_GIVEN DATA:_
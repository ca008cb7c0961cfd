use leptos::prelude::*;

pub fn icon(name: &str) -> AnyView {
    match name {
        "house" => view! {
            <svg width="20" height="20" viewBox="0 0 24 24" fill="none" stroke="currentColor" stroke-width="2" stroke-linecap="round" stroke-linejoin="round" aria-hidden="true">
                <path d="M15 21v-8a1 1 0 0 0-1-1h-4a1 1 0 0 0-1 1v8"/>
                <path d="M3 10a2 2 0 0 1 .709-1.528l7-5.999a2 2 0 0 1 2.582 0l7 5.999A2 2 0 0 1 21 10v9a2 2 0 0 1-2 2H5a2 2 0 0 1-2-2z"/>
            </svg>
        }.into_any(),
        "book-image" => view! {
            <svg width="20" height="20" viewBox="0 0 24 24" fill="none" stroke="currentColor" stroke-width="2" stroke-linecap="round" stroke-linejoin="round" aria-hidden="true">
                <path d="m20 13.7-2.1-2.1a2 2 0 0 0-2.8 0L9.7 17"/>
                <path d="M4 19.5v-15A2.5 2.5 0 0 1 6.5 2H19a1 1 0 0 1 1 1v18a1 1 0 0 1-1 1H6.5a1 1 0 0 1 0-5H20"/>
                <circle cx="10" cy="8" r="2"/>
            </svg>
        }.into_any(),
        "package" => view! {
            <svg width="20" height="20" viewBox="0 0 24 24" fill="none" stroke="currentColor" stroke-width="2" stroke-linecap="round" stroke-linejoin="round" aria-hidden="true">
                <path d="M21 16V8a2 2 0 0 0-1-1.73l-7-4a2 2 0 0 0-2 0l-7 4A2 2 0 0 0 3 8v8a2 2 0 0 0 1 1.73l7 4a2 2 0 0 0 2 0l7-4A2 2 0 0 0 21 16z"/>
                <path d="M3.27 6.96 12 12l8.73-5.04"/>
                <path d="M12 22V12"/>
            </svg>
        }.into_any(),
        "shopping-cart" => view! {
            <svg width="20" height="20" viewBox="0 0 24 24" fill="none" stroke="currentColor" stroke-width="2" stroke-linecap="round" stroke-linejoin="round" aria-hidden="true">
                <circle cx="9" cy="21" r="1"/>
                <circle cx="20" cy="21" r="1"/>
                <path d="M1 1h4l2.68 12.39a2 2 0 0 0 2 1.61h7.72a2 2 0 0 0 2-1.61L23 6H6"/>
            </svg>
        }.into_any(),
        "menu" => view! {
            <svg width="24" height="24" viewBox="0 0 24 24" fill="none" stroke="currentColor" stroke-width="2" stroke-linecap="round" stroke-linejoin="round" aria-hidden="true">
                <path d="M4 6h16"/>
                <path d="M4 12h16"/>
                <path d="M4 18h16"/>
            </svg>
        }.into_any(),
        "x" => view! {
            <svg width="24" height="24" viewBox="0 0 24 24" fill="none" stroke="currentColor" stroke-width="2" stroke-linecap="round" stroke-linejoin="round" aria-hidden="true">
                <path d="M18 6 6 18"/>
                <path d="m6 6 12 12"/>
            </svg>
        }.into_any(),
        "filter" => view! {
            <svg width="20" height="20" viewBox="0 0 24 24" fill="none" stroke="currentColor" stroke-width="2" stroke-linecap="round" stroke-linejoin="round" aria-hidden="true">
                <path d="M22 3H2l8 9.46V19l4 2v-8.54L22 3z"/>
            </svg>
        }.into_any(),
        "brush-cleaning" => view! {
            <svg width="16" height="16" viewBox="0 0 24 24" fill="none" stroke="currentColor" stroke-width="2" stroke-linecap="round" stroke-linejoin="round" aria-hidden="true">
                <path d="m16 22-1-4"/>
                <path d="M19 13.99a1 1 0 0 0 1-1V12a2 2 0 0 0-2-2h-3a1 1 0 0 1-1-1V4a2 2 0 0 0-4 0v5a1 1 0 0 1-1 1H6a2 2 0 0 0-2 2v.99a1 1 0 0 0 1 1"/>
                <path d="M5 14h14l1.973 6.767A1 1 0 0 1 20 22H4a1 1 0 0 1-.973-1.233z"/>
                <path d="m8 22 1-4"/>
            </svg>
        }.into_any(),
        "log-out" => view! {
            <svg width="20" height="20" viewBox="0 0 24 24" fill="none" stroke="currentColor" stroke-width="2" stroke-linecap="round" stroke-linejoin="round" aria-hidden="true">
                <path d="M9 21H5a2 2 0 0 1-2-2V5a2 2 0 0 1 2-2h4"/>
                <path d="m16 17 5-5-5-5"/>
                <path d="M21 12H9"/>
            </svg>
        }.into_any(),
        "user" => view! {
            <svg width="20" height="20" viewBox="0 0 24 24" fill="none" stroke="currentColor" stroke-width="2" stroke-linecap="round" stroke-linejoin="round" aria-hidden="true">
                <path d="M19 21v-2a4 4 0 0 0-4-4H9a4 4 0 0 0-4 4v2"/>
                <circle cx="12" cy="7" r="4"/>
            </svg>
        }.into_any(),
        _ => view! {
            <svg width="20" height="20" viewBox="0 0 24 24" fill="none" stroke="currentColor" stroke-width="2" stroke-linecap="round" stroke-linejoin="round" aria-hidden="true">
                <circle cx="12" cy="12" r="10"/>
                <path d="M12 8v4l3 3"/>
            </svg>
        }.into_any(),
    }
}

_YOUR TASK:_ In the records above, locate each line with the word "circle". Copy all such lines.

_SOLUTION:_
                <circle cx="10" cy="8" r="2"/>
                <circle cx="9" cy="21" r="1"/>
                <circle cx="20" cy="21" r="1"/>
                <circle cx="12" cy="7" r="4"/>
                <circle cx="12" cy="12" r="10"/>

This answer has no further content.